Sabe quanto custa o Natal aos cofres públicos?

Sabe quanto custa o Natal aos cofres públicos?


Os gastos das autarquias e empresas públicas com iluminações e festas de Natal ultrapassavam ontem sete milhões de euros. No ano passado, o balanço final rondou os 8,6 milhões. Os contratos divulgados no portal de contratação pública Base.gov revelam alguns dos investimentos dos municípios. Em Lisboa, Medina já anunciou que serão gastos 650 mil euros,…


Não está satisfeito com a decoração do seu bairro? Pode usar o Base.gov para comparar orçamentos. Quanto custaria ter um Pai Natal Luminoso? Em Águeda, a fatura foi de 45 mil euros. 

Fernando Medina anunciou que a Câmara Municipal de Lisboa vai investir este ano ano na decoração natalícia 650 mil euros, menos 110 mil euros do que no ano passado. No portal Base.gov, têm sido publicados alguns contratos por  freguesia. Nas Avenidas Novas, os enfeites que incluem árvores decoradas com uma mangueira luminosa custaram 45 mil euros. Já na Penha de França, a decoração custou 26.800 euros. Sobre os gastos no Porto ainda não estão disponíveis muito detalhes. A árvore de natal dos Aliados e espetáculo pirotécnico, que inaugurou a quadra, tiveram uma fatura de 40 mil euros. 

Luzes, árvore e comboio de Natal são os clássicos, mas o tempo traz sempre novidades. O pacote natalício adquirido pelo município do Seixal para enfeitar a cidade inclui “selfie points” e não ficou assim tão caro: a autarquia gasta este ano 27 mil euros.  

Nem só de enfeites e mercados é feita esta época. São várias as autarquias que distribuem cabazes pela população mais carenciada ou que organizam eventos destinados aos mais velhos. Loulé distribui cabazes para apoio alimentar de 1900 famílias, um encargo de 65 mil euros. Já Vila Verde, no distrito de Braga, investe mais de 10 mil euros na distribuição de cabazes de Natal a famílias com maiores necessidades. O almoço de Natal de Ribeira de Pena, que costuma juntar mais de 500 idosos num convívio anual, repetiu-se no último fim de semana e teve um custo de 11.700 euros para a autarquia. Já em Boticas, a iniciativa “Natal do Idoso” teve lugar no início do mês e juntou 2000 habitantes de 52 aldeias. Além da refeição, foram distribuídas mantas, num investimento de 31 mil euros por parte do município.
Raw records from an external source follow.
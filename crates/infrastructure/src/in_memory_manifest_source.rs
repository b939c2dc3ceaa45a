use async_trait::async_trait;
use tidegate_application::{DeclaredSource, ManifestSource};
use tidegate_core::AppResult;
use tidegate_domain::DeclaredSnapshot;
use tokio::sync::RwLock;

/// In-memory manifest source returning a replaceable snapshot.
pub struct InMemoryManifestSource {
    source: RwLock<DeclaredSource>,
}

impl InMemoryManifestSource {
    /// Creates a source serving `snapshot` at `revision`.
    #[must_use]
    pub fn new(snapshot: DeclaredSnapshot, revision: impl Into<String>) -> Self {
        Self {
            source: RwLock::new(DeclaredSource {
                snapshot,
                revision: revision.into(),
            }),
        }
    }

    /// Replaces the served snapshot and revision.
    pub async fn replace(&self, snapshot: DeclaredSnapshot, revision: impl Into<String>) {
        *self.source.write().await = DeclaredSource {
            snapshot,
            revision: revision.into(),
        };
    }
}

#[async_trait]
impl ManifestSource for InMemoryManifestSource {
    async fn fetch(&self) -> AppResult<DeclaredSource> {
        Ok(self.source.read().await.clone())
    }
}
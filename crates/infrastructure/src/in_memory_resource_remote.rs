use std::collections::{BTreeMap, HashMap, VecDeque};

use async_trait::async_trait;
use chrono::Utc;
use serde_json::Value;
use tidegate_application::ResourceRemote;
use tidegate_core::{AppError, AppResult};
use tidegate_domain::{LiveResource, LiveState, ResourceKind, ResourceSpecification};
use tokio::sync::RwLock;

/// Mutating remote operation.
#[derive(Debug, Clone, Copy, PartialEq, Eq, Hash)]
pub enum RemoteOperation {
    /// Create call.
    Create,
    /// Update call.
    Update,
    /// Delete call.
    Delete,
}

/// One recorded mutating call.
#[derive(Debug, Clone, PartialEq)]
pub struct RemoteAction {
    /// Operation called.
    pub operation: RemoteOperation,
    /// Target resource name.
    pub name: String,
    /// Payload sent with create and update calls.
    pub payload: Option<Value>,
}

#[derive(Default)]
struct RemoteState {
    resources: BTreeMap<String, LiveResource>,
    scripted_reads: VecDeque<AppResult<LiveState>>,
    failures: HashMap<RemoteOperation, String>,
    actions: Vec<RemoteAction>,
}

/// In-memory remote platform for one resource kind.
///
/// Applied payloads become live resources stamped with the current time.
/// Scripted reads take precedence over the simulated state until consumed.
pub struct InMemoryResourceRemote {
    kind: ResourceKind,
    state: RwLock<RemoteState>,
}

impl InMemoryResourceRemote {
    /// Creates an empty remote for `kind`.
    #[must_use]
    pub fn new(kind: ResourceKind) -> Self {
        Self {
            kind,
            state: RwLock::new(RemoteState::default()),
        }
    }

    /// Adds a live resource without recording an action.
    pub async fn seed(&self, resource: LiveResource) {
        self.state
            .write()
            .await
            .resources
            .insert(resource.name().to_owned(), resource);
    }

    /// Queues the result returned by the next unscripted `list` call.
    pub async fn script_read(&self, result: AppResult<LiveState>) {
        self.state.write().await.scripted_reads.push_back(result);
    }

    /// Makes every call of `operation` fail with `message`.
    pub async fn fail(&self, operation: RemoteOperation, message: impl Into<String>) {
        self.state
            .write()
            .await
            .failures
            .insert(operation, message.into());
    }

    /// Returns recorded mutating calls in call order.
    pub async fn actions(&self) -> Vec<RemoteAction> {
        self.state.read().await.actions.clone()
    }

    /// Clears recorded mutating calls.
    pub async fn reset_actions(&self) {
        self.state.write().await.actions.clear();
    }

    async fn apply(
        &self,
        operation: RemoteOperation,
        name: &str,
        payload: Option<&Value>,
    ) -> AppResult<()> {
        let mut state = self.state.write().await;
        state.actions.push(RemoteAction {
            operation,
            name: name.to_owned(),
            payload: payload.cloned(),
        });

        if let Some(message) = state.failures.get(&operation) {
            return Err(AppError::Remote(message.clone()));
        }

        match payload {
            Some(payload) => {
                let resource = LiveResource::from_remote_payload(name, payload.clone())
                    .with_last_modified_at(Utc::now());
                state.resources.insert(name.to_owned(), resource);
            }
            None => {
                state.resources.remove(name);
            }
        }

        Ok(())
    }
}

#[async_trait]
impl ResourceRemote for InMemoryResourceRemote {
    fn kind(&self) -> ResourceKind {
        self.kind
    }

    async fn list(&self) -> AppResult<LiveState> {
        let mut state = self.state.write().await;
        if let Some(result) = state.scripted_reads.pop_front() {
            return result;
        }

        Ok(state.resources.values().cloned().collect())
    }

    async fn create(&self, name: &str, specification: &ResourceSpecification) -> AppResult<()> {
        self.apply(RemoteOperation::Create, name, Some(specification.payload()))
            .await
    }

    async fn update(&self, name: &str, specification: &ResourceSpecification) -> AppResult<()> {
        self.apply(RemoteOperation::Update, name, Some(specification.payload()))
            .await
    }

    async fn delete(&self, name: &str) -> AppResult<()> {
        self.apply(RemoteOperation::Delete, name, None).await
    }
}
Mais do que os 17 mil euros gastos a engalanar a vila.

Este ano Almada torna a oferecer aos filhos dos funcionários, além de brinquedos alusivos a ícones do momento como a Patrulha Pata, smartphones. Entre uma coisa e outra, o município gastou cerca de 20 mil euros. No ano passado, o  modelo escolhido foi o Neffos smartphone Y5 Dark Grey e a empresa selecionada para a adjudicação foi a mesma.

Uma pista de gelo no Alentejo? No Natal todos os sonhos se concretizam. Fica na vila de Nisa e custou 35.706 euros ao município. Talvez tenha menos filas do que as das maiores cidades e vai estar operacional até 7 de janeiro. Este é um filão com preços variados. Em Porto de Mós, a atração custou 12 mil euros. Já em Vila do Conde, a pista natural representa um encargo de 46.000 euros para a autarquia.

Nos últimos anos, têm-se multiplicado as aldeias, vilas e cidades natalícias. Transformar Bragança na Terra Natal e de Sonhos custou este ano 149.000 euros à autarquia. Até ao momento, os contratos publicados referentes à vila Natal de Óbidos totalizam mais de 76 mil euros. Em Leiria, a cidade Natal inclui um carrossel parisiense e ronda os 100 mil euros. Mas é na Beira Alta que parece ser mais dispendioso introduzir o espírito: a fatura da “Cidade Natal” da Guarda, entre o aluguer de estruturas e divulgação, já supera os 200 mil euros.